Altrove obiettivi specifici hanno prodotto discontinuità, cambiamenti ed investimenti, nuovi strumenti organizzativi, risorse non marginali finalizzate all’attività in team multi professionali, multidisciplinari e multisettoriali connessi con strumenti informatici ma organizzati in modo da prevedere modalità di contatto diretto essenziali per una reale gestione coerente e condivisa dell’assistenza.
Da questo punto di vista è necessario prevedere all’interno del tempo/lavoro dei medici e degli operatori sanitari una quota dedicata all’accesso e alla condivisione della complessità dei dati disponibili e al confronto diretto in team.
Il cambio generazionale prossimamente dirompente, volendo, potrebbe diventare un ottima occasione per il rilancio spontaneo a costo zero del SSN. La competenza professionale delle nuove generazioni di medici può garantire una moderna qualificazione dell’assistenza in grado di far fronte alle sfide imposte dall’epidemia della cronicità sia per le innegabili abilità cliniche ma anche per una corretta visione olistica-antropologica della salute umana.
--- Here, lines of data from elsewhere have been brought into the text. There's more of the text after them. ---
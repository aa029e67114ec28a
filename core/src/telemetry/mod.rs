pub mod log;
pub mod metrics;

pub use self::log::log_outcome;
pub use metrics::{CallMetrics, MetricsSnapshot};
La paradossale ipotesi del task-shifting ossia il trasferimento delle competenze del medico ad altre figure professionali sanitarie confligge rovinosamente con la preparazione professionale delle nuove generazioni di medici di medicina generale formati ai principi di una disciplina che praticano quotidianamente e che conoscono molto bene nella specificità dell’ approccio epidemiologico, clinico e relazionale (Wonca Europe).
Quando si attiveranno gli AAIIRR (Accordi Integrativi Regionali) e per gli AAIILL (Accordi Integrativi Locali) le istituzioni che nel passato non hanno preso in considerazione le criticità che attualmente caratterizzano le cure primarie, riusciranno a fare un salto di qualità, dimostrare una discontinuità, prospettare un prodotto di rottura? C’è ancora tempo per agire su alcuni ambiti in attesa di una adeguata riforma.
A questo scopo le Regioni potrebbero condividere con i professionisti azioni innovative anche sperimentali (in particolare le Regioni che hanno firmato il patto per le autonomie) ed è possibile, in questa sede, elencare solo alcune iniziative come parziale esempio di possibili moderni patti-contratti:
- La legge Balduzzi 2012 rimane il riferimento più recente in merito all’organizzazione territoriale della medicina generale
- Abolire il carico burocratico relativo alle attività domiciliari ADI/Cronicità in congruenza con un governo clinico completamente in carico al territorio e ai professionisti che operano in team ( UCCP/ Case della Salute/AFT)
- Valorizzare il ruolo e la funzione dei mmg
- Le strutture logistiche fondamentali in grado di realizzare un sinergismo di risorse e di erogazioni complesse sono le UCCP/Case della salute. L’integrazione in queste strutture dei professionisti mmg deve prevedere un progetto organizzativo innovativo prodotto dagli stessi professionisti. L’appartenenza ad una UCCP/Casa della Salute non è obbligatoria. L’UCCP è parte fondamentale del distretto, è una declinazione aziendale delle strutture organizzative-operative e richiede, come per i distretti, norme legislative nazionali e costi standard
- Le UCCP/Case della Salute in gado di erogare prestazioni complesse, con la presenza di strutture intermedie attive H24 e di Continuità Assistenziale ( definite Grandi) rappresentano le vere e reali alternative ai ricoveri inadeguati e assolvono gli impegni relativi ai programmi nazionali della cronicità e della prevenzione; al contrasto degli accessi impropri al pronto soccorso, al governo delle liste d’attesa e all’appropriatezza
- Una struttura logistica per divenire effettivamente punto di riferimento di una comunità di assistiti della medicina generale territoriale non deve superare un bacino di 30.000 abitanti
- Le AFT sono per definizione funzionali e non possono erogare in modo strutturato prestazioni complesse, restano aree territoriali-geografiche organizzative e funzionali della medicina generale. I professionisti mmg delle AFT, eventualmente non inseriti per scelta nelle UCCP/Case della Salute, possono essere coinvolti in progetti integrati ( UCCP/Casa della Salute/AFT) per erogazioni complesse.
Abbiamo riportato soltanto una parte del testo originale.